# The task:
Print the material underneath in full, keeping every line exactly as it is.

# Data records:
──────────────────────────────

//! # TO-Core - Tensor Operations Core
//!
//! Dense N-dimensional tensors over `i32`, `f32` and `f64`, an N-dimensional
//! convolution engine and sequential convolution/activation networks.
//!
//! This is the **meta crate** that re-exports all TO-Core components.
//!
//! ## Quick Start
//!
//! ```
//! use toco::prelude::*;
//!
//! let tensor = Tensor::from_vec(vec![5, -4, 43, -17, 0], &[5])?;
//! let kernel = Tensor::from_vec(vec![3, -17], &[2])?;
//! let response = convolve_new(&tensor, &kernel, 1)?;
//! assert_eq!(response.as_slice(), &[83, -743, 418, -51]);
//! # Ok::<(), anyhow::Error>(())
//! ```
//!
//! ## Components
//!
//! ### Tensors ([`core`])
//!
//! Creation, reshape/flatten, jump tables, elementwise arithmetic, clamp,
//! statistics and activations.
//!
//! ```
//! use toco::core::Tensor;
//!
//! let mut tensor = Tensor::<f64>::ones(&[2, 3, 4])?;
//! tensor.reshape(&[6, 4])?;
//! assert_eq!(tensor.shape(), &[6, 4]);
//! assert_eq!(tensor.mean(), 1.0);
//! # Ok::<(), anyhow::Error>(())
//! ```
//!
//! ### Kernels ([`kernels`])
//!
//! N-dimensional strided convolution and loss metrics.
//!
//! ```
//! use toco::core::Tensor;
//! use toco::kernels::{mse, output_extents};
//!
//! let extents = output_extents(&[28, 28], &[5, 5], 3)?;
//! assert_eq!(&extents[..], &[8, 8]);
//!
//! let a = Tensor::from_vec(vec![1.0, 2.0], &[2])?;
//! let b = Tensor::from_vec(vec![2.0, 4.0], &[2])?;
//! assert_eq!(mse(&a, &b)?, 2.5);
//! # Ok::<(), anyhow::Error>(())
//! ```
//!
//! ### Networks ([`nn`])
//!
//! ```
//! use toco::prelude::*;
//!
//! let mut network = Network::new();
//! network
//!     .add_layer(ConvolutionLayer::new(Tensor::<f32>::ones(&[2, 2])?, 1)?)
//!     .add_layer(ActivationLayer::relu());
//! let output = network.forward(&Tensor::ones(&[3, 3])?)?;
//! assert_eq!(output.as_slice(), &[4.0; 4]);
//! # Ok::<(), anyhow::Error>(())
//! ```
//!
//! ## Feature Flags
//!
//! - `tracing` (default) - [`tracing_support::init_tracing`] installs a
//!   `tracing-subscriber` subscriber
//! - `parallel` - Parallel convolution, also used by convolution layers
//! - `serde` - Serialize/deserialize tensors

pub use toco_core as core;
pub use toco_kernels as kernels;
pub use toco_nn as nn;

pub mod tracing_support;

#[cfg(test)]
mod property_tests;

pub mod prelude {
    //! Prelude module for convenient imports
    //!
    //! # Example
    //!
    //! ```
    //! use toco::prelude::*;
    //!
    //! let tensor = Tensor::<f64>::zeros(&[10, 20, 30]).unwrap();
    //! assert_eq!(tensor.element_kind(), ElementKind::Double);
    //! ```

    // Core types
    pub use crate::core::{
        elementwise, ActivationKind, BinaryOp, Element, ElementKind, ErrorKind, Shape, Tensor,
        TensorError, TensorResult,
    };

    // Kernels
    pub use crate::kernels::{convolve, convolve_new, huber_loss, mad, mse, output_extents, sad};
    #[cfg(feature = "parallel")]
    pub use crate::kernels::convolve_parallel;

    // Networks
    pub use crate::nn::{ActivationLayer, ConvolutionLayer, DestinationPolicy, Layer, Network};

    pub use crate::tracing_support::{init_tracing, TracingConfig, TracingFormat};
}
//! Loss metrics between two tensors of identical shape
//!
//! All metrics return `f64`. MSE, SAD and MAD widen both operands to `f64`
//! before subtracting. Huber evaluates its penalty terms in the element type.

use toco_core::{elementwise::check_compatible, Element, Tensor, TensorError, TensorResult};

/// Mean squared error: `Σ (a - b)² / n`
///
/// Both operands are widened to `f64` before the difference is taken, so
/// integer differences never overflow.
///
/// # Examples
///
/// ```
/// use toco_core::Tensor;
/// use toco_kernels::mse;
///
/// let a = Tensor::from_vec(vec![1, 2, 3, 4], &[4]).unwrap();
/// let b = Tensor::from_vec(vec![1, 4, 3, 0], &[4]).unwrap();
/// assert_eq!(mse(&a, &b).unwrap(), 5.0);
/// ```
pub fn mse<T: Element>(a: &Tensor<T>, b: &Tensor<T>) -> TensorResult<f64> {
    check_compatible("mse", a, b)?;
    let sum: f64 = a
        .iter()
        .zip(b.iter())
        .map(|(&x, &y)| {
            let d = x.as_f64() - y.as_f64();
            d * d
        })
        .sum();
    Ok(sum / a.len() as f64)
}

/// Sum of absolute differences: `Σ |a - b|`
///
/// Differences are taken in `f64`.
pub fn sad<T: Element>(a: &Tensor<T>, b: &Tensor<T>) -> TensorResult<f64> {
    check_compatible("sad", a, b)?;
    Ok(a
        .iter()
        .zip(b.iter())
        .map(|(&x, &y)| (x.as_f64() - y.as_f64()).abs())
        .sum())
}

/// Mean absolute difference: `sad(a, b) / n`
pub fn mad<T: Element>(a: &Tensor<T>, b: &Tensor<T>) -> TensorResult<f64> {
    Ok(sad(a, b)? / a.len() as f64)
}

/// Huber loss summed over all elements
///
/// For each `d = |a - b|`: `d² / 2` when `d <= delta`, otherwise
/// `delta * (d - delta / 2)`. Both penalty terms are evaluated in the element
/// type, so integer tensors use integer division for the halving.
///
/// # Errors
///
/// - [`TensorError::InvalidArgument`] if `delta <= 0`
/// - [`TensorError::ShapeMismatch`] if the shapes differ
///
/// # Examples
///
/// ```
/// use toco_core::Tensor;
/// use toco_kernels::huber_loss;
///
/// let a = Tensor::from_vec(vec![0.0, 0.0], &[2]).unwrap();
/// let b = Tensor::from_vec(vec![0.5, 3.0], &[2]).unwrap();
/// // 0.5² / 2 + 1 * (3 - 0.5)
/// assert_eq!(huber_loss(&a, &b, 1.0).unwrap(), 2.625);
/// ```
pub fn huber_loss<T: Element>(a: &Tensor<T>, b: &Tensor<T>, delta: T) -> TensorResult<f64> {
    if delta <= T::zero() {
        return Err(TensorError::invalid_argument(
            "huber_loss",
            format!("delta must be positive, got {}", delta),
        ));
    }
    check_compatible("huber_loss", a, b)?;

    let two = T::one() + T::one();
    let half = |x: T| x.checked_quotient(two).unwrap_or_else(T::zero);
    let half_delta = half(delta);

    Ok(a
        .iter()
        .zip(b.iter())
        .map(|(&x, &y)| {
            let d = x.distance(y);
            let penalty = if d <= delta {
                half(d.wrapping_mul(d))
            } else {
                delta.wrapping_mul(d.wrapping_sub(half_delta))
            };
            penalty.as_f64()
        })
        .sum())
}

──────────────────────────────

# Finished task:
//! # TO-Core - Tensor Operations Core
//!
//! Dense N-dimensional tensors over `i32`, `f32` and `f64`, an N-dimensional
//! convolution engine and sequential convolution/activation networks.
//!
//! This is the **meta crate** that re-exports all TO-Core components.
//!
//! ## Quick Start
//!
//! ```
//! use toco::prelude::*;
//!
//! let tensor = Tensor::from_vec(vec![5, -4, 43, -17, 0], &[5])?;
//! let kernel = Tensor::from_vec(vec![3, -17], &[2])?;
//! let response = convolve_new(&tensor, &kernel, 1)?;
//! assert_eq!(response.as_slice(), &[83, -743, 418, -51]);
//! # Ok::<(), anyhow::Error>(())
//! ```
//!
//! ## Components
//!
//! ### Tensors ([`core`])
//!
//! Creation, reshape/flatten, jump tables, elementwise arithmetic, clamp,
//! statistics and activations.
//!
//! ```
//! use toco::core::Tensor;
//!
//! let mut tensor = Tensor::<f64>::ones(&[2, 3, 4])?;
//! tensor.reshape(&[6, 4])?;
//! assert_eq!(tensor.shape(), &[6, 4]);
//! assert_eq!(tensor.mean(), 1.0);
//! # Ok::<(), anyhow::Error>(())
//! ```
//!
//! ### Kernels ([`kernels`])
//!
//! N-dimensional strided convolution and loss metrics.
//!
//! ```
//! use toco::core::Tensor;
//! use toco::kernels::{mse, output_extents};
//!
//! let extents = output_extents(&[28, 28], &[5, 5], 3)?;
//! assert_eq!(&extents[..], &[8, 8]);
//!
//! let a = Tensor::from_vec(vec![1.0, 2.0], &[2])?;
//! let b = Tensor::from_vec(vec![2.0, 4.0], &[2])?;
//! assert_eq!(mse(&a, &b)?, 2.5);
//! # Ok::<(), anyhow::Error>(())
//! ```
//!
//! ### Networks ([`nn`])
//!
//! ```
//! use toco::prelude::*;
//!
//! let mut network = Network::new();
//! network
//!     .add_layer(ConvolutionLayer::new(Tensor::<f32>::ones(&[2, 2])?, 1)?)
//!     .add_layer(ActivationLayer::relu());
//! let output = network.forward(&Tensor::ones(&[3, 3])?)?;
//! assert_eq!(output.as_slice(), &[4.0; 4]);
//! # Ok::<(), anyhow::Error>(())
//! ```
//!
//! ## Feature Flags
//!
//! - `tracing` (default) - [`tracing_support::init_tracing`] installs a
//!   `tracing-subscriber` subscriber
//! - `parallel` - Parallel convolution, also used by convolution layers
//! - `serde` - Serialize/deserialize tensors

pub use toco_core as core;
pub use toco_kernels as kernels;
pub use toco_nn as nn;

pub mod tracing_support;

#[cfg(test)]
mod property_tests;

pub mod prelude {
    //! Prelude module for convenient imports
    //!
    //! # Example
    //!
    //! ```
    //! use toco::prelude::*;
    //!
    //! let tensor = Tensor::<f64>::zeros(&[10, 20, 30]).unwrap();
    //! assert_eq!(tensor.element_kind(), ElementKind::Double);
    //! ```

    // Core types
    pub use crate::core::{
        elementwise, ActivationKind, BinaryOp, Element, ElementKind, ErrorKind, Shape, Tensor,
        TensorError, TensorResult,
    };

    // Kernels
    pub use crate::kernels::{convolve, convolve_new, huber_loss, mad, mse, output_extents, sad};
    #[cfg(feature = "parallel")]
    pub use crate::kernels::convolve_parallel;

    // Networks
    pub use crate::nn::{ActivationLayer, ConvolutionLayer, DestinationPolicy, Layer, Network};

    pub use crate::tracing_support::{init_tracing, TracingConfig, TracingFormat};
}
//! Loss metrics between two tensors of identical shape
//!
//! All metrics return `f64`. MSE, SAD and MAD widen both operands to `f64`
//! before subtracting. Huber evaluates its penalty terms in the element type.

use toco_core::{elementwise::check_compatible, Element, Tensor, TensorError, TensorResult};

/// Mean squared error: `Σ (a - b)² / n`
///
/// Both operands are widened to `f64` before the difference is taken, so
/// integer differences never overflow.
///
/// # Examples
///
/// ```
/// use toco_core::Tensor;
/// use toco_kernels::mse;
///
/// let a = Tensor::from_vec(vec![1, 2, 3, 4], &[4]).unwrap();
/// let b = Tensor::from_vec(vec![1, 4, 3, 0], &[4]).unwrap();
/// assert_eq!(mse(&a, &b).unwrap(), 5.0);
/// ```
pub fn mse<T: Element>(a: &Tensor<T>, b: &Tensor<T>) -> TensorResult<f64> {
    check_compatible("mse", a, b)?;
    let sum: f64 = a
        .iter()
        .zip(b.iter())
        .map(|(&x, &y)| {
            let d = x.as_f64() - y.as_f64();
            d * d
        })
        .sum();
    Ok(sum / a.len() as f64)
}

/// Sum of absolute differences: `Σ |a - b|`
///
/// Differences are taken in `f64`.
pub fn sad<T: Element>(a: &Tensor<T>, b: &Tensor<T>) -> TensorResult<f64> {
    check_compatible("sad", a, b)?;
    Ok(a
        .iter()
        .zip(b.iter())
        .map(|(&x, &y)| (x.as_f64() - y.as_f64()).abs())
        .sum())
}

/// Mean absolute difference: `sad(a, b) / n`
pub fn mad<T: Element>(a: &Tensor<T>, b: &Tensor<T>) -> TensorResult<f64> {
    Ok(sad(a, b)? / a.len() as f64)
}

/// Huber loss summed over all elements
///
/// For each `d = |a - b|`: `d² / 2` when `d <= delta`, otherwise
/// `delta * (d - delta / 2)`. Both penalty terms are evaluated in the element
/// type, so integer tensors use integer division for the halving.
///
/// # Errors
///
/// - [`TensorError::InvalidArgument`] if `delta <= 0`
/// - [`TensorError::ShapeMismatch`] if the shapes differ
///
/// # Examples
///
/// ```
/// use toco_core::Tensor;
/// use toco_kernels::huber_loss;
///
/// let a = Tensor::from_vec(vec![0.0, 0.0], &[2]).unwrap();
/// let b = Tensor::from_vec(vec![0.5, 3.0], &[2]).unwrap();
/// // 0.5² / 2 + 1 * (3 - 0.5)
/// assert_eq!(huber_loss(&a, &b, 1.0).unwrap(), 2.625);
/// ```
pub fn huber_loss<T: Element>(a: &Tensor<T>, b: &Tensor<T>, delta: T) -> TensorResult<f64> {
    if delta <= T::zero() {
        return Err(TensorError::invalid_argument(
            "huber_loss",
            format!("delta must be positive, got {}", delta),
        ));
    }
    check_compatible("huber_loss", a, b)?;

    let two = T::one() + T::one();
    let half = |x: T| x.checked_quotient(two).unwrap_or_else(T::zero);
    let half_delta = half(delta);

    Ok(a
        .iter()
        .zip(b.iter())
        .map(|(&x, &y)| {
            let d = x.distance(y);
            let penalty = if d <= delta {
                half(d.wrapping_mul(d))
            } else {
                delta.wrapping_mul(d.wrapping_sub(half_delta))
            };
            penalty.as_f64()
        })
        .sum())
}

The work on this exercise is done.